#### What the exercise asks
For the records below, count the lines containing the word "match" and reply with the number alone.
*** Opening of Records to process ***
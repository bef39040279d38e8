//! Breaker-aware execution over an ordered list of providers.
//!
//! # Responsibilities
//! - Try candidates in order, skipping those whose circuit is open
//! - Bound every call with the per-call deadline
//! - Report each outcome to the circuit breaker
//! - Aggregate total failure into one error carrying the last cause
//!
//! # Data Flow
//! ```text
//! candidates[]
//!     → breaker.is_available? (no: skip)
//!     → with_deadline(gateway.generate)
//!     → Ok: record_success, return
//!     → Err: record_failure, classify, maybe retry same provider, next
//! ```
//!
//! # Design Decisions
//! - First success wins; later candidates are never called
//! - Falling back to the next provider happens regardless of the
//!   classification, which only governs same-provider retries

use std::sync::Arc;
use std::time::{Duration, Instant};

use thiserror::Error;

use crate::config::{OrchestratorConfig, RetryConfig};
use crate::observability::metrics;
use crate::providers::{ProviderError, ProviderRegistry, ProviderResponse};
use crate::resilience::backoff::retry_delay;
use crate::resilience::circuit_breaker::CircuitBreaker;
use crate::resilience::retries::{classify_error, Classification, ErrorKind};
use crate::resilience::timeouts::with_deadline;
use crate::routing::ModelChoice;

/// Aggregated failure of one execution.
#[derive(Debug, Error)]
pub enum ExecutionError {
    /// Every candidate was skipped because its circuit is open.
    #[error("all providers unavailable (circuits open: {})", providers.join(", "))]
    AllProvidersUnavailable { providers: Vec<String> },

    /// Every callable candidate failed.
    #[error("all providers failed (tried: {}); last error: {last_error}", attempted.join(", "))]
    AllProvidersFailed {
        attempted: Vec<String>,
        #[source]
        last_error: ProviderError,
        classification: Classification,
    },

    #[error("no provider candidates given")]
    NoCandidates,
}

impl ExecutionError {
    pub fn kind(&self) -> ErrorKind {
        match self {
            ExecutionError::AllProvidersUnavailable { .. } => ErrorKind::AllProvidersUnavailable,
            ExecutionError::AllProvidersFailed { classification, .. } => classification.kind,
            ExecutionError::NoCandidates => ErrorKind::Unknown,
        }
    }
}

pub type ExecutionResult = Result<ProviderResponse, ExecutionError>;

/// Runs prompts against providers with fallback, deadlines and breaker bookkeeping.
#[derive(Debug, Clone)]
pub struct ResilientExecutor {
    registry: Arc<ProviderRegistry>,
    breaker: Arc<CircuitBreaker>,
    call_timeout: Duration,
    retry: RetryConfig,
}

impl ResilientExecutor {
    pub fn new(registry: Arc<ProviderRegistry>, breaker: Arc<CircuitBreaker>) -> Self {
        Self {
            registry,
            breaker,
            call_timeout: Duration::from_secs(120),
            retry: RetryConfig::default(),
        }
    }

    pub fn from_config(
        config: &OrchestratorConfig,
        registry: Arc<ProviderRegistry>,
        breaker: Arc<CircuitBreaker>,
    ) -> Self {
        Self::new(registry, breaker)
            .with_call_timeout(Duration::from_secs(config.timeouts.provider_call_secs))
            .with_retry_config(config.retries.clone())
    }

    pub fn with_call_timeout(mut self, timeout: Duration) -> Self {
        self.call_timeout = timeout;
        self
    }

    pub fn with_retry_config(mut self, retry: RetryConfig) -> Self {
        self.retry = retry;
        self
    }

    pub fn breaker(&self) -> &Arc<CircuitBreaker> {
        &self.breaker
    }

    pub fn registry(&self) -> &Arc<ProviderRegistry> {
        &self.registry
    }

    /// Run `prompt` against `candidates` in order until one succeeds.
    pub async fn execute(&self, candidates: &[ModelChoice], prompt: &str) -> ExecutionResult {
        if candidates.is_empty() {
            return Err(ExecutionError::NoCandidates);
        }

        let mut skipped = Vec::new();
        let mut attempted = Vec::new();
        let mut last_failure: Option<(ProviderError, Classification)> = None;

        for candidate in candidates {
            let name = candidate.provider.as_str();

            if !self.breaker.is_available(name) {
                tracing::info!(provider = %name, "Skipping provider, circuit open");
                metrics::record_provider_skipped(name);
                skipped.push(name.to_string());
                continue;
            }

            attempted.push(name.to_string());
            match self.call_with_retries(candidate, prompt).await {
                Ok(response) => return Ok(response),
                Err(failure) => last_failure = Some(failure),
            }
        }

        match last_failure {
            Some((last_error, classification)) => {
                tracing::error!(
                    attempted = ?attempted,
                    skipped = ?skipped,
                    kind = %classification.kind,
                    error = %last_error,
                    "All providers failed"
                );
                Err(ExecutionError::AllProvidersFailed {
                    attempted,
                    last_error,
                    classification,
                })
            }
            None => {
                tracing::error!(providers = ?skipped, "All provider circuits open");
                Err(ExecutionError::AllProvidersUnavailable { providers: skipped })
            }
        }
    }

    /// Call one provider, retrying it while the budget and classifier allow.
    async fn call_with_retries(
        &self,
        candidate: &ModelChoice,
        prompt: &str,
    ) -> Result<ProviderResponse, (ProviderError, Classification)> {
        let name = candidate.provider.as_str();
        let mut attempt = 0u32;

        loop {
            match self.call_once(candidate, prompt).await {
                Ok(response) => {
                    self.breaker.record_success(name);
                    return Ok(response);
                }
                Err(error) => {
                    self.breaker.record_failure(name);
                    let classification = classify_error(&error);

                    tracing::warn!(
                        provider = %name,
                        kind = %classification.kind,
                        retryable = classification.should_retry,
                        attempt,
                        status = ?error.status(),
                        error = %error,
                        "Provider call failed"
                    );

                    let may_retry = attempt < self.retry.max_same_provider_retries
                        && classification.should_retry
                        && self.breaker.is_available(name);
                    if !may_retry {
                        return Err((error, classification));
                    }

                    attempt += 1;
                    let delay = retry_delay(attempt, classification.wait_hint, &self.retry);
                    tracing::debug!(
                        provider = %name,
                        attempt,
                        delay_ms = delay.as_millis() as u64,
                        "Retrying same provider"
                    );
                    tokio::time::sleep(delay).await;
                }
            }
        }
    }

    async fn call_once(
        &self,
        candidate: &ModelChoice,
        prompt: &str,
    ) -> Result<ProviderResponse, ProviderError> {
        let name = candidate.provider.as_str();
        let gateway = self
            .registry
            .get(name)
            .ok_or_else(|| ProviderError::Unregistered(name.to_string()))?;

        let start = Instant::now();
        let result = with_deadline(
            name,
            self.call_timeout,
            gateway.generate(prompt, candidate.model.as_deref()),
        )
        .await;

        let outcome = if result.is_ok() { "success" } else { "failure" };
        metrics::record_provider_call(name, outcome, start.elapsed());
        result
    }
}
*** Close of Records to process ***
#### Expected answer
4